+++ EXCERPTED DATA

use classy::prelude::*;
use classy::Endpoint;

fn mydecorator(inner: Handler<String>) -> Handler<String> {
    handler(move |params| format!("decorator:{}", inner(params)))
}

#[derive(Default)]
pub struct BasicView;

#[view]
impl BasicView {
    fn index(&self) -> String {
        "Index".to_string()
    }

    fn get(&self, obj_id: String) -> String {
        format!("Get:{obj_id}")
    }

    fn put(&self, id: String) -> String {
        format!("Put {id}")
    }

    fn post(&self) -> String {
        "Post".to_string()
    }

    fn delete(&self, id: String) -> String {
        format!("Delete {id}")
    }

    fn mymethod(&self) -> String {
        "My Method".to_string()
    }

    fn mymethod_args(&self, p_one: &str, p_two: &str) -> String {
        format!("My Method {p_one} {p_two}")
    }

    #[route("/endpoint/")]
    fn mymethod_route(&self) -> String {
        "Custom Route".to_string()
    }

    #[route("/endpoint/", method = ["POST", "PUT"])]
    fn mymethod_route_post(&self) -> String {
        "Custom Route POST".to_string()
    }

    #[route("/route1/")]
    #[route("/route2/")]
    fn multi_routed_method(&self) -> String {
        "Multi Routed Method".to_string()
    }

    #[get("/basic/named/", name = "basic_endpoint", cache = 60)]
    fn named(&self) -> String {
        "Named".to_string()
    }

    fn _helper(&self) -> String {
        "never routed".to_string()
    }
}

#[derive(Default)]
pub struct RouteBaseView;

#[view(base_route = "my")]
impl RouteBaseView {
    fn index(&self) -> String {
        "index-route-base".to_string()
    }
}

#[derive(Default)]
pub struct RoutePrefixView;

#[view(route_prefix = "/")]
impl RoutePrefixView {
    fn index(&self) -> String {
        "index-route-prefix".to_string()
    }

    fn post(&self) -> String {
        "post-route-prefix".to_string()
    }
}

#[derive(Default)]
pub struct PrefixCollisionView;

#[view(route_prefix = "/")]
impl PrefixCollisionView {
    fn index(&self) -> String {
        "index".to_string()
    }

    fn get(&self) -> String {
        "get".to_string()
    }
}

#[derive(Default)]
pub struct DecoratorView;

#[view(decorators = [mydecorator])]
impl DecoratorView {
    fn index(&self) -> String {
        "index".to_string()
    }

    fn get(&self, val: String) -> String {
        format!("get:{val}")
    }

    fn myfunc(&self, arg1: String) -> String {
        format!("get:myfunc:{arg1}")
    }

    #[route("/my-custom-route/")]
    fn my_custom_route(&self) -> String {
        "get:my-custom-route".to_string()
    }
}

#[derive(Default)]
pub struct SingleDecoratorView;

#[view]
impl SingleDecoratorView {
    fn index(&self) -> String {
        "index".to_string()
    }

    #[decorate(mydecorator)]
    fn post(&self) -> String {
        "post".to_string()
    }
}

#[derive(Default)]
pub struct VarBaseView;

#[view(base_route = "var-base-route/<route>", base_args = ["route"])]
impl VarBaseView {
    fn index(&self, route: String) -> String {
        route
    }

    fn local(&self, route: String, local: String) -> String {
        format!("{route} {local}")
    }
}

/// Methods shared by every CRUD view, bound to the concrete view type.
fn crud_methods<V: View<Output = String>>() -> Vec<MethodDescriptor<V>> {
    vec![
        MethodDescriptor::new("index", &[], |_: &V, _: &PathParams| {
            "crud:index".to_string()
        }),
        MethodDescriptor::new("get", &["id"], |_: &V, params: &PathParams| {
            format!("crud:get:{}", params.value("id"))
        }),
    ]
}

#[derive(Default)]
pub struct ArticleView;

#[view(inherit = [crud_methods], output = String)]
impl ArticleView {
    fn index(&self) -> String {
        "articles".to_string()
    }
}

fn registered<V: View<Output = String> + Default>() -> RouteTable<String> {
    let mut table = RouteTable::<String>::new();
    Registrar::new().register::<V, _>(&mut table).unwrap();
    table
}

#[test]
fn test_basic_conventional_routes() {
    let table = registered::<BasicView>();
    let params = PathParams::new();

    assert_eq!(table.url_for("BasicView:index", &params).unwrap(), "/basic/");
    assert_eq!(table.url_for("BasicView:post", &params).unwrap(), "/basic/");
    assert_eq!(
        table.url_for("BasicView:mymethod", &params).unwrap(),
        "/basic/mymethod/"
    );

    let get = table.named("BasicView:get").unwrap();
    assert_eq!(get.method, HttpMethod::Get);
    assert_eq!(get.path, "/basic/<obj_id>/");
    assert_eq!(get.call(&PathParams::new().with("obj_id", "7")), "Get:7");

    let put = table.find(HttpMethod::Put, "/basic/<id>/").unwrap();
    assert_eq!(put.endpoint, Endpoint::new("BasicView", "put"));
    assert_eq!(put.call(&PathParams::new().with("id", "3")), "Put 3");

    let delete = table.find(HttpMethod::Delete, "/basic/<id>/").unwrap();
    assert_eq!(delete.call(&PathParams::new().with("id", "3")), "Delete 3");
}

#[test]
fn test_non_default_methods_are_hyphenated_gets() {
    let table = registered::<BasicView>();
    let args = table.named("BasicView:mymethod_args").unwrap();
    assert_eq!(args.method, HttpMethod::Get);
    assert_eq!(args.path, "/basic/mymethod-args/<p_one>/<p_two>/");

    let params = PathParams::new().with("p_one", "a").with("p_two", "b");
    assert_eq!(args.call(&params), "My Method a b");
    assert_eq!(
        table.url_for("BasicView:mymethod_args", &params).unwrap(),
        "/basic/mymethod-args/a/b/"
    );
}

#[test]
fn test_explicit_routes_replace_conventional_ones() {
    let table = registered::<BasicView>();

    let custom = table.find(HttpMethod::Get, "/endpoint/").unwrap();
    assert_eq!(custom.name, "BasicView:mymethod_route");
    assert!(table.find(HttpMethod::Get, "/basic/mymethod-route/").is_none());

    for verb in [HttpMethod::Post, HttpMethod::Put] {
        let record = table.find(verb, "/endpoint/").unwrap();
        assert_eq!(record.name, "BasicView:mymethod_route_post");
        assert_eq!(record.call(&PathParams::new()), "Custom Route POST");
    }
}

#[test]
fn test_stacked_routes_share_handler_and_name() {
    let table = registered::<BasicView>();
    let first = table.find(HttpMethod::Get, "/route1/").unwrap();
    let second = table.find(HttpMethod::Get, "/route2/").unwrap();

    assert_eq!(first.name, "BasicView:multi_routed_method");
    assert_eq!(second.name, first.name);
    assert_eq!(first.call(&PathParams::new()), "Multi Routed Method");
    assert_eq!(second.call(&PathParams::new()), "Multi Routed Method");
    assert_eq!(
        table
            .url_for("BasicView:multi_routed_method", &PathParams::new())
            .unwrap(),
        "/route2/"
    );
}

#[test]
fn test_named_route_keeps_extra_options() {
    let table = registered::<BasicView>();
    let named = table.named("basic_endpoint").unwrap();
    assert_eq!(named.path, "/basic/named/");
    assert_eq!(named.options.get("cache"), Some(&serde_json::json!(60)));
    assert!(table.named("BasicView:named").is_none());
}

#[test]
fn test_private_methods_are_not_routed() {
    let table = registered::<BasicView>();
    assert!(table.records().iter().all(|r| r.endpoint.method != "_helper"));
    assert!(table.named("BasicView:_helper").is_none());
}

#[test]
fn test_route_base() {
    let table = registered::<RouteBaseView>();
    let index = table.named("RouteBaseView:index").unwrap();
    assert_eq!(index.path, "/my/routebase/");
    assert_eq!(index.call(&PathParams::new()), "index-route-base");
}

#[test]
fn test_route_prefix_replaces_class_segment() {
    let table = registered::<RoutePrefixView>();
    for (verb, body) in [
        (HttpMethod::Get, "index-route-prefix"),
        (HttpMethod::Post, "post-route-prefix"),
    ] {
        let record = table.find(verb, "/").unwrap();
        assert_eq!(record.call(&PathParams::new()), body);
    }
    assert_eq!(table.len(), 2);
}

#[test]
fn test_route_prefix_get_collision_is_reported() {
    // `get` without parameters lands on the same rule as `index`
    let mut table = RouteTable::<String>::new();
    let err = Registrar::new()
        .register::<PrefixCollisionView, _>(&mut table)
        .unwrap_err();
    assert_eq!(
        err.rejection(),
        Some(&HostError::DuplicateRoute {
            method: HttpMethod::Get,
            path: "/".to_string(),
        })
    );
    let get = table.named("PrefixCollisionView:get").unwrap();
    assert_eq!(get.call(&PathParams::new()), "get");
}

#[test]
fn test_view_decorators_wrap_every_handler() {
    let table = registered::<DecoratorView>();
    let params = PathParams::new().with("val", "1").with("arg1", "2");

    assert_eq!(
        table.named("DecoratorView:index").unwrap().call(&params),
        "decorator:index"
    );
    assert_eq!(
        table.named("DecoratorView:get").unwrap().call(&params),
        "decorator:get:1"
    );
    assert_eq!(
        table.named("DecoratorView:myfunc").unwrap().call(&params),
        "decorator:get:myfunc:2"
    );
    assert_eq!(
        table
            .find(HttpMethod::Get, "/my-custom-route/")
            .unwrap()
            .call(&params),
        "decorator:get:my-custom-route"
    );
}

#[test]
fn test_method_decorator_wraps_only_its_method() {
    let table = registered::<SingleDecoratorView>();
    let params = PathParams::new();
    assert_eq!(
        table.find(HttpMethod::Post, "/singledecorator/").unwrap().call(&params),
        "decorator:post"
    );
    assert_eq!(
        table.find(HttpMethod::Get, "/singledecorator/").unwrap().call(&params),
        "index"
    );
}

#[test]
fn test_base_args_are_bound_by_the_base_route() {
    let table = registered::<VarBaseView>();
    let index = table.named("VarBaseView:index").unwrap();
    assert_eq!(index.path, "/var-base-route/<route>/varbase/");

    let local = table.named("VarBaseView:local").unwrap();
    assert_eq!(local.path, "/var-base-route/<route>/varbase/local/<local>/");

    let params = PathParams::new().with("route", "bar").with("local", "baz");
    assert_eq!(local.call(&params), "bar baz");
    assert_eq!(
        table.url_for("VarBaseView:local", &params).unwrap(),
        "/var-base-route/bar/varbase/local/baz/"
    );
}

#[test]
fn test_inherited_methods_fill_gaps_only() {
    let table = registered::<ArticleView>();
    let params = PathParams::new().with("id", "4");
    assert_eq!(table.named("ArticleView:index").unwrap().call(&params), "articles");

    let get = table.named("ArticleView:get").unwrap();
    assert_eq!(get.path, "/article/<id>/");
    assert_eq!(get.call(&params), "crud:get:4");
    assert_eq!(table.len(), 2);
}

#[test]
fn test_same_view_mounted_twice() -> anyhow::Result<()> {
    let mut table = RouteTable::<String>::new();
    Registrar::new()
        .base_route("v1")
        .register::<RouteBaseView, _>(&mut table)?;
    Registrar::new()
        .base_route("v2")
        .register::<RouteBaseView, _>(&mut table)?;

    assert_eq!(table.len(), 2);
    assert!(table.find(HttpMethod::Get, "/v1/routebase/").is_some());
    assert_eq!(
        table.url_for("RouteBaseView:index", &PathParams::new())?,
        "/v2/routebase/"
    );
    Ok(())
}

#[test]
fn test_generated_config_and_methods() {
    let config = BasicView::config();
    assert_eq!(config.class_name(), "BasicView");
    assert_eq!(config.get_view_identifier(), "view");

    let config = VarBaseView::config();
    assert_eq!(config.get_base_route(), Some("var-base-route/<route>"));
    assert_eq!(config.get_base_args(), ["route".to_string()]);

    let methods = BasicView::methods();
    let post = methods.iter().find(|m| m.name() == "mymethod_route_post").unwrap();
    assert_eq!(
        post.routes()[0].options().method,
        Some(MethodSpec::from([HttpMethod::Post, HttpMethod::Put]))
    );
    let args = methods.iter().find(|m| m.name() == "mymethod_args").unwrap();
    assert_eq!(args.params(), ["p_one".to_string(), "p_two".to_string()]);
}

++++++

#### [TASK REQUIREMENTS]
The response consists of the lines above that contain "inner".

#### [FINISHED TASK]
fn mydecorator(inner: Handler<String>) -> Handler<String> {
    handler(move |params| format!("decorator:{}", inner(params)))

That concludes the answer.